I also began using snapper, because being able to recover deleted, moved or altered files is pretty useful now and then. It keep regular btrfs snapshots, and decides on its own which ones to get rid of, and which ones to keep.

Now, those 128GB became a bit too cramped, partly due to using snapper, partly due to my love for vinyl FLAC, so I decided to invest in a 512GB mSATA SSD from Samsung. btrfs add device, et voila, we have a volume of 640GB! Doesn't matter if it one fails; I have backups for that.

But then my Thinkpad Twist died, and I got a Thinkpad X250. That one doesn't come with an mSATA slot, only with two M.2 slots. Long story short: delete a bunch of files using a USB 3.0 mSATA adapter, btrfs device remove the small SSD, put the mSATA in a SATA ↔ mSATA adapter, and work on.

This week, I came close again to my 100% usage. Snapper keeps a lot of stuff, apparently. So yesterday I thought, btrfs balance start, and everything will work out by today. But yesterday was different. Shortly after starting the balance, a kernel panic passed by, and I had to force shut down my laptop. It didn't mount the root partition upon reboot, so I decided to live boot.

Mounting on the Fedora 25 live USB took a night (a btrfs-transaction process was showing up in iotop and in regular top. btrfs check half an hour ago took around ten minutes, with errors like

root 13006 inode 10397953 errors 1, no inode item
unresolved ref dir 150535 index 2188 namelen 14 name dukgo.com.save filetype 1 errors 5, no dir item, no inode ref

and now I'm trying to ls /.snapper, which spawns relocating block group 1991397605376 flags 1 in my dmesg. btrfs is continuing my rebalance though, so that could be a reason.

Let's just wait a bit, and hope this works out before this afternoon, as I have to work for a customer.

## μSD cards

In October, I noticed that my (btrfs-formatted) micro SD card in my Jolla was mostly read-only, because of broken sectors. I used it to store my music (FLAC and opus), so no big deal.
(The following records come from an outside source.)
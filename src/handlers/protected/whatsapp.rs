// handlers/protected/whatsapp.rs - POST /api/companies/:company/whatsapp/messages
use axum::{
    extract::{Path, State},
    Extension,
};
use serde_json::Value;

use crate::middleware::{ApiJson, ApiResponse, ApiResult, AuthUser};
use crate::services::SendMessageInput;
use crate::state::AppState;

pub async fn message_send(
    State(state): State<AppState>,
    Extension(user): Extension<AuthUser>,
    Path(company_id): Path<String>,
    ApiJson(input): ApiJson<SendMessageInput>,
) -> ApiResult<Value> {
    user.require_company(&company_id)?;
    let message = state.whatsapp().send_message(&company_id, input).await?;
    Ok(ApiResponse::success("Message sent", message))
}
The 4GB microSD that was laying around would do for a train trip, I'd get my 10 year warranty and live on.

I formatted the 4GB card as btrfs, started copying music on it, and I got the exact same (leave sector numbers) errors in my kernel log. Seems like that one was broken too.

I got a 32GB card from the local IT-groceries for now. I formatted is as vfat. Let's see how long it takes now.
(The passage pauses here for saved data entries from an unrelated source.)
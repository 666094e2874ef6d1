// handlers/protected/meta.rs - ads sync and platform token (admin only)
//
// POST /api/meta/sync
// GET  /api/meta/token
// PUT  /api/meta/token
use axum::{extract::State, Extension};
use chrono::Utc;
use serde::Deserialize;
use serde_json::{json, Value};

use crate::error::ApiError;
use crate::meta::sync::SyncOutcome;
use crate::meta::token::{expiry_from, load_token, save_token, AccessTokenState};
use crate::meta::SyncRequest;
use crate::middleware::{ApiJson, ApiResponse, ApiResult, AuthUser};
use crate::state::AppState;

pub async fn sync_post(
    State(state): State<AppState>,
    Extension(user): Extension<AuthUser>,
    ApiJson(request): ApiJson<SyncRequest>,
) -> ApiResult<SyncOutcome> {
    user.require_admin()?;
    let outcome = state.ads_sync().sync(request).await?;
    Ok(ApiResponse::success(outcome.message.clone(), outcome))
}

pub async fn token_get(
    State(state): State<AppState>,
    Extension(user): Extension<AuthUser>,
) -> ApiResult<Value> {
    user.require_admin()?;
    let stored = load_token(state.store.as_ref()).await?;

    // Never echo the token itself
    let status = match stored {
        Some(token) => json!({
            "configured": true,
            "expiresAtEpochMillis": token.expires_at_epoch_millis,
            "expiresAt": token.expires_at(),
            "needsRefresh": token.needs_refresh(Utc::now(), state.config.meta.refresh_threshold_secs),
            "version": token.version,
        }),
        None => json!({ "configured": false }),
    };
    Ok(ApiResponse::success("Access token status", status))
}

#[derive(Debug, Deserialize)]
#[serde(rename_all = "camelCase")]
pub struct TokenInput {
    pub token: String,
    /// Seconds from now; defaults to 60 days.
    pub expires_in: Option<i64>,
}

pub async fn token_put(
    State(state): State<AppState>,
    Extension(user): Extension<AuthUser>,
    ApiJson(input): ApiJson<TokenInput>,
) -> ApiResult<Value> {
    user.require_admin()?;
    let token = input.token.trim();
    if token.is_empty() {
        return Err(ApiError::invalid_argument("token is required"));
    }
    let expires_in = input.expires_in.unwrap_or(60 * 24 * 60 * 60);
    if expires_in <= 0 {
        return Err(ApiError::invalid_argument("expiresIn must be positive"));
    }

    let expires_at_epoch_millis = expiry_from(Utc::now(), expires_in)
        .ok_or_else(|| ApiError::invalid_argument("expiresIn is out of range"))?;

    let store = state.store.as_ref();
    let previous = load_token(store).await?.map(|t| t.version).unwrap_or(0);
    let record = AccessTokenState {
        token: token.to_string(),
        expires_at_epoch_millis,
        version: previous + 1,
    };
    save_token(store, &record).await?;

    tracing::info!("Access token replaced by {} (version {})", user.uid, record.version);
    Ok(ApiResponse::success(
        "Access token stored",
        json!({
            "expiresAtEpochMillis": record.expires_at_epoch_millis,
            "version": record.version,
        }),
    ))
}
In the mean time, our Raspberry PI 2, which serves as Kodi media centre, locks up now and then. Seems like it's the micro SD card too, which is formatted as btrfs too; I could see "read-only filesystem" errors just before it locked down completely.

microSD cards and btrfs... Coincidence? It think not. I suspect that btrfs triggers too many writes for an SD card to handle.In the meanwhile, btrfs-transaction is still on top at 100% CPU usage, and on iotop at 1MB/s reading/writing. I'll have a shower and breakfast now, while my laptop tries to fix my filesystem.